Verizon (Justin Sullivan/Getty Images)

Secondo ‘The Guardian’, la Nsa (Agenzia per la Sicurezza Nazionale americana) avrebbe ordinato alla compagnia telefonica Verizon di consegnare la lista delle telefonate compiute “sia all’interno degli Stati Uniti sia tra gli Stati Uniti e altri Paesi”.

Secondo il quotidiano inglese, “il documento dimostra per la prima volta che, sotto l’amministrazione Obama, le registrazioni delle comunicazioni di milioni di americani sono state raccolte indiscriminatamente e in massa, indipendentemente dal fatto che essi fossero sospettati di qualche illecito”. L’ordinanza imporrebbe alla Verizon di fornire per tre mesi determinate informazioni su tutte le telefonate effettuate.

L’ordinanza, firmata dal giudice Roger Vinson, riguarderebbe esclusivamente i cosiddetti metadati, vale a dire i numeri telefonici in entrata e uscita, ma non sarebbe comunque giustificata da nessuna minaccia terroristica. Questa sarebbe, per il quotidiano inglese, la prova dell’utilizzo indiscriminato di intercettazioni telefoniche da parte dell’amministrazione guidata dal presidente Barack Obama.

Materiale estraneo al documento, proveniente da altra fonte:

// Copyright 2025 Crrow
//
// Licensed under the Apache License, Version 2.0 (the "License");
// you may not use this file except in compliance with the License.
// You may obtain a copy of the License at
//
//      http://www.apache.org/licenses/LICENSE-2.0
//
// Unless required by applicable law or agreed to in writing, software
// distributed under the License is distributed on an "AS IS" BASIS,
// WITHOUT WARRANTIES OR CONDITIONS OF ANY KIND, either express or implied.
// See the License for the specific language governing permissions and
// limitations under the License.

//! Previous/next navigation over the media files of a directory.

use std::path::Path;

use serde::Serialize;
use snafu::ResultExt;

use crate::{
    err::{ReadDirSnafu, Result},
    media::{self, MediaFile},
    util::ResultExt as _,
};

/// The neighbours of a file in its directory. Derived, never stored.
#[derive(Debug, Clone, Default, PartialEq, Eq, Serialize)]
pub struct PlaylistFile {
    pub previous: Option<MediaFile>,
    pub next:     Option<MediaFile>,
}

impl PlaylistFile {
    pub const fn is_empty(&self) -> bool { self.previous.is_none() && self.next.is_none() }
}

/// Lists the media siblings of `path`, sorted by display name, and returns
/// the entries around it with wrap-around.
///
/// Nothing is cached: every call reads the directory again.
#[tracing::instrument(level = "debug")]
pub async fn resolve_playlist(path: &Path) -> Result<PlaylistFile> {
    let current = MediaFile::from_path(path)?;
    let Some(dir) = current.path.parent() else {
        return Ok(PlaylistFile::default());
    };

    let mut entries = tokio::fs::read_dir(dir).await.context(ReadDirSnafu { path: dir })?;
    let mut files = Vec::new();
    while let Some(entry) = entries
        .next_entry()
        .await
        .context(ReadDirSnafu { path: dir })?
    {
        let entry_path = entry.path();
        if !media::is_media(&entry_path) {
            continue;
        }
        // follows symlinks; entries that vanished meanwhile are skipped
        match tokio::fs::metadata(&entry_path).await {
            Ok(metadata) if metadata.is_file() => {}
            _ => continue,
        }
        files.push(MediaFile::from_path(&entry_path)?);
    }
    files.sort_by(media::compare_names);

    Ok(adjacent(&files, &current))
}

/// Same as [`resolve_playlist`], with IO failures logged and turned into an
/// empty playlist.
pub async fn resolve_playlist_or_empty(path: &Path) -> PlaylistFile {
    resolve_playlist(path)
        .await
        .warn_err("playlist unavailable")
        .unwrap_or_default()
}

/// Neighbours of `current` in an already sorted list.
pub fn adjacent(files: &[MediaFile], current: &MediaFile) -> PlaylistFile {
    let len = files.len();
    if len <= 1 {
        return PlaylistFile::default();
    }
    let Some(index) = files.iter().position(|file| file == current) else {
        return PlaylistFile::default();
    };

    PlaylistFile {
        previous: Some(files[(index + len - 1) % len].clone()),
        next:     Some(files[(index + 1) % len].clone()),
    }
}

#[cfg(test)]
mod tests {
    use std::{fs, path::PathBuf};

    use tempfile::TempDir;
    use test_case::test_case;

    use super::*;

    fn populate(names: &[&str]) -> TempDir {
        let dir = TempDir::new().unwrap();
        for name in names {
            fs::write(dir.path().join(name), b"").unwrap();
        }
        dir
    }

    fn name(file: Option<MediaFile>) -> Option<String> { file.map(|file| file.name) }

    #[test_case("a.mp3", "c.mp4", "b.mkv" ; "first wraps to last")]
    #[test_case("b.mkv", "a.mp3", "c.mp4" ; "middle")]
    #[test_case("c.mp4", "b.mkv", "a.mp3" ; "last wraps to first")]
    #[tokio::test]
    async fn neighbours_wrap_around(current: &str, previous: &str, next: &str) {
        let dir = populate(&["c.mp4", "a.mp3", "b.mkv"]);
        let playlist = resolve_playlist(&dir.path().join(current)).await.unwrap();
        assert_eq!(name(playlist.previous).as_deref(), Some(previous));
        assert_eq!(name(playlist.next).as_deref(), Some(next));
    }

    #[tokio::test]
    async fn non_media_files_are_skipped() {
        let dir = populate(&["a.mp3", "b.txt", "c.mp3", "b.png"]);
        let playlist = resolve_playlist(&dir.path().join("a.mp3")).await.unwrap();
        assert_eq!(name(playlist.next).as_deref(), Some("c.mp3"));
        assert_eq!(name(playlist.previous).as_deref(), Some("c.mp3"));
    }

    #[tokio::test]
    async fn single_media_file_has_no_neighbours() {
        let dir = populate(&["only.mp4", "notes.txt"]);
        let playlist = resolve_playlist(&dir.path().join("only.mp4")).await.unwrap();
        assert!(playlist.is_empty());
    }

    #[tokio::test]
    async fn unknown_file_has_no_neighbours() {
        let dir = populate(&["a.mp3", "b.mp3"]);
        let playlist = resolve_playlist(&dir.path().join("gone.mp3")).await.unwrap();
        assert!(playlist.is_empty());
    }

    #[tokio::test]
    async fn directories_named_like_media_are_skipped() {
        let dir = populate(&["a.mp3", "b.mp3"]);
        fs::create_dir(dir.path().join("a2.mp4")).unwrap();
        let playlist = resolve_playlist(&dir.path().join("a.mp3")).await.unwrap();
        assert_eq!(name(playlist.next).as_deref(), Some("b.mp3"));
    }

    #[tokio::test]
    async fn missing_directory_is_an_error_or_empty() {
        let path = PathBuf::from("/definitely/not/here/a.mp3");
        assert!(resolve_playlist(&path).await.is_err());
        assert!(resolve_playlist_or_empty(&path).await.is_empty());
    }

    #[test]
    fn adjacency_over_n_files() {
        let files: Vec<_> = (0..5)
            .map(|i| MediaFile::from_path(format!("/m/{i}.mp3")).unwrap())
            .collect();
        for (i, file) in files.iter().enumerate() {
            let playlist = adjacent(&files, file);
            assert_eq!(playlist.previous.as_ref(), Some(&files[(i + 4) % 5]));
            assert_eq!(playlist.next.as_ref(), Some(&files[(i + 1) % 5]));
        }
    }
}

Da parte dell’Fbi e dell’amministrazione Usa nessun commento finora atto a smentire o avallare le indiscrezioni pubblicate dal ‘The Guardian’, mentre la Nsa si limita a dire: “Risponderemo appena possiamo”. Secondo il giornale inglese, questa procedura, che consentirà di ‘spiare’ le telefonate fino al 19 luglio prossimo, è resa possibile dal cosiddetto Patriot Act approvato dopo gli attentati dell’11 settembre 2001, provvedimento fortemente voluto dall’allora presidente George W. Bush.

Non è possibile sapere, al momento, se ci siano altre compagnie coinvolte, oltre a Verizon.